*WORK REQUEST*. Search the records for the string "None" and copy every line where it turns up.

Saved entries
___

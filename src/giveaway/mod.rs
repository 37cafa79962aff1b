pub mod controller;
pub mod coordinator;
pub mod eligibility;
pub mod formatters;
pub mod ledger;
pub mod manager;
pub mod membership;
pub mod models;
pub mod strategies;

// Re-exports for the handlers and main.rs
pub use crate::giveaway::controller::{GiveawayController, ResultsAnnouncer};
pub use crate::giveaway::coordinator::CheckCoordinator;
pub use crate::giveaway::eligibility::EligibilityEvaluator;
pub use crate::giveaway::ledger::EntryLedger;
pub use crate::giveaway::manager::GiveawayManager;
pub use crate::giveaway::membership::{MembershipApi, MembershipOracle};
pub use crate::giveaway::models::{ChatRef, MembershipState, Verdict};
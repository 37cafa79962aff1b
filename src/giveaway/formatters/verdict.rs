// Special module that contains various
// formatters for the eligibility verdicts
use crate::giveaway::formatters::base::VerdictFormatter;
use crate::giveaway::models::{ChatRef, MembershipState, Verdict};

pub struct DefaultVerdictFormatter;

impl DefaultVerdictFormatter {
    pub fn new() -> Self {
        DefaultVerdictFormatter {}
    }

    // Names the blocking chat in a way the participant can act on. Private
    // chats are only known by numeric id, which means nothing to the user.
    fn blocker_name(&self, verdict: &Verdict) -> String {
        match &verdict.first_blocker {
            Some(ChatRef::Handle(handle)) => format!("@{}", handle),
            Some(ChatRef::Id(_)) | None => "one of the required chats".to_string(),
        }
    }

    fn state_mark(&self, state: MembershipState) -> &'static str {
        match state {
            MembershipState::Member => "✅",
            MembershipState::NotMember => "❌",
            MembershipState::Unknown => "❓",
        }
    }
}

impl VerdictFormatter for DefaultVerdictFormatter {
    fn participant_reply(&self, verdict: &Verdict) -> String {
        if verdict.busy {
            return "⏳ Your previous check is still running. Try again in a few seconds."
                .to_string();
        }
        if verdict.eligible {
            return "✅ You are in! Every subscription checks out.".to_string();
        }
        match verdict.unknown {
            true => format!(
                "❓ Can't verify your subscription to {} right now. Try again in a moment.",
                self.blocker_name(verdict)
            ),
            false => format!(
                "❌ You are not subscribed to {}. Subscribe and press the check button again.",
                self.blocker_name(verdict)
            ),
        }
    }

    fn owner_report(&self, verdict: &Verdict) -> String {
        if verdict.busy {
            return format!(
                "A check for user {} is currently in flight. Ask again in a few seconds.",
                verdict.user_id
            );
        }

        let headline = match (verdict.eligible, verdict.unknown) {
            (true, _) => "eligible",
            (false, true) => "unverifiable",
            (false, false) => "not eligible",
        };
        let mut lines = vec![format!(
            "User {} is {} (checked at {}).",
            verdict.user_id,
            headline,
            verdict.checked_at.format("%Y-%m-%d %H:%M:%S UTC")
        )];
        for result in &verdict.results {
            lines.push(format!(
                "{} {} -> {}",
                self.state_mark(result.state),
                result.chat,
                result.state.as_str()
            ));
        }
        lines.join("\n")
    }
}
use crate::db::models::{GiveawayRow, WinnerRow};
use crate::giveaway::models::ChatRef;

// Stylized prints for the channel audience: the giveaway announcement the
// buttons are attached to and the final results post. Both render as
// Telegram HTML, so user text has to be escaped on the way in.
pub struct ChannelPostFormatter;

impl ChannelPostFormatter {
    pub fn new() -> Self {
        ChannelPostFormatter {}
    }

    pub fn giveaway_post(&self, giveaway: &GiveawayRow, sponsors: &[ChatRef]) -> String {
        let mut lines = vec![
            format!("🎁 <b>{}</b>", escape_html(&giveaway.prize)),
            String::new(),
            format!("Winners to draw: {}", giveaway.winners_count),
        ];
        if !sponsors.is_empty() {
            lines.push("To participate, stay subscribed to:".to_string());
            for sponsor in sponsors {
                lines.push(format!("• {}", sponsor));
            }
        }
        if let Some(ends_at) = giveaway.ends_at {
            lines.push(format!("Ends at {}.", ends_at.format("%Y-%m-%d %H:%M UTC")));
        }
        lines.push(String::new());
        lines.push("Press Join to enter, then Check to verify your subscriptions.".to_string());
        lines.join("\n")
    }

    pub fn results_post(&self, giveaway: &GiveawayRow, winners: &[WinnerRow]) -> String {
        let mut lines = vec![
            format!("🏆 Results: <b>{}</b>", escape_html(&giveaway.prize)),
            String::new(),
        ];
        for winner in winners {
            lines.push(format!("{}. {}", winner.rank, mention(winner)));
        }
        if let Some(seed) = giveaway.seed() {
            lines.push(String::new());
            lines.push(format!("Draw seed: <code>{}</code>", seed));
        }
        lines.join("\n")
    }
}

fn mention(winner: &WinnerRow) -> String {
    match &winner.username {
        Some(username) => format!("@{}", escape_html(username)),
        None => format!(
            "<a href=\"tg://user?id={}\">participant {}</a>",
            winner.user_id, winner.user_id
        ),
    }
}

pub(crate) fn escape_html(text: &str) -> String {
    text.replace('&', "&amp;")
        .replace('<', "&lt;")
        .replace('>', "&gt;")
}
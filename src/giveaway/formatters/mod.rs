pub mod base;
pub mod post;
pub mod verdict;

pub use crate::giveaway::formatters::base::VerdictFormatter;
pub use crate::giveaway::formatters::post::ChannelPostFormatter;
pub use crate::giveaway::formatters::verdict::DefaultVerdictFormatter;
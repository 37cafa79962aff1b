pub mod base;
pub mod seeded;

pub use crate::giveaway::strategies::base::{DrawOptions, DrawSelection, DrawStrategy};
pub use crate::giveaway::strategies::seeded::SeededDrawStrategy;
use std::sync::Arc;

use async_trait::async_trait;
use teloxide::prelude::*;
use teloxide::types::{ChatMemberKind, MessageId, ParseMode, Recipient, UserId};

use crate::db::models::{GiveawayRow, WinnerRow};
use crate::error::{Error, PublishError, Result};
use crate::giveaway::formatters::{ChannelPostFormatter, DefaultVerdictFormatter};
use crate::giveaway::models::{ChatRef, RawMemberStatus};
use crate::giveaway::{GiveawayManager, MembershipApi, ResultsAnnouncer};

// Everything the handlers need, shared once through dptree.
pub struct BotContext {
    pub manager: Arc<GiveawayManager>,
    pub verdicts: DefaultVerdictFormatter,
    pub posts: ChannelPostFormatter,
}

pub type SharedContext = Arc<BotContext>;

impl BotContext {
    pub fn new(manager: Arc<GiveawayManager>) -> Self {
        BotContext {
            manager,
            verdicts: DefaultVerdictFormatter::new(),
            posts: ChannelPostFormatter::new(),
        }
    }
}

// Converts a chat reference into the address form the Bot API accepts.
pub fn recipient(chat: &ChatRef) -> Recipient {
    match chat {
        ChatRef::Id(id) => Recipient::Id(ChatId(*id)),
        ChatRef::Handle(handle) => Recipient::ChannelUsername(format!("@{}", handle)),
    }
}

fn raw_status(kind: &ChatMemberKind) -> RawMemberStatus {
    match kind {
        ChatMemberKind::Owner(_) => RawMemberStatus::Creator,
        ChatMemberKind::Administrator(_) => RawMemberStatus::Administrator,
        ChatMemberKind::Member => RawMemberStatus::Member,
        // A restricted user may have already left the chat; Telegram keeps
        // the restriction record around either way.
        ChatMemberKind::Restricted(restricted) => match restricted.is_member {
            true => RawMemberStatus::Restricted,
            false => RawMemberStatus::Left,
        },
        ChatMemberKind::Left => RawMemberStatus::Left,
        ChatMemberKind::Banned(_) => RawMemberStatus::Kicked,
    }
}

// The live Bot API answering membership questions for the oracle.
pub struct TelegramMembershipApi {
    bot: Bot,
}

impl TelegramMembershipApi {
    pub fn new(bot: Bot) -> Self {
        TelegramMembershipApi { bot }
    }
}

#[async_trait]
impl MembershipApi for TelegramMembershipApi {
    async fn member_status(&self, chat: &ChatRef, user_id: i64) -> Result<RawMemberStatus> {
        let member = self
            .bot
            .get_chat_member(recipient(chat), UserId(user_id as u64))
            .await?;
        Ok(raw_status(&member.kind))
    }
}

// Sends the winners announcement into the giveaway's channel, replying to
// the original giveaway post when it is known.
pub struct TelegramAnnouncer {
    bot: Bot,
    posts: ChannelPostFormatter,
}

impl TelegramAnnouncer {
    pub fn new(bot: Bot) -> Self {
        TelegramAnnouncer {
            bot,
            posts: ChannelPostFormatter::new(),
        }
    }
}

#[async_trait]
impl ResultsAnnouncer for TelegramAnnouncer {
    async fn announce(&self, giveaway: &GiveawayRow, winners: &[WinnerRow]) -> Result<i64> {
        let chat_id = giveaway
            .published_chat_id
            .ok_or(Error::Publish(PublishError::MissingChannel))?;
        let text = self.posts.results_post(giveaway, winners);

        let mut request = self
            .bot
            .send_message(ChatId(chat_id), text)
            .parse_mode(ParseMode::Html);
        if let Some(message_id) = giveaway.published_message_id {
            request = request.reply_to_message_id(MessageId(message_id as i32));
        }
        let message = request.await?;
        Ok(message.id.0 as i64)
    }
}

___

*WRITTEN SOLUTION*.
            Some(ChatRef::Id(_)) | None => "one of the required chats".to_string(),
        None => format!(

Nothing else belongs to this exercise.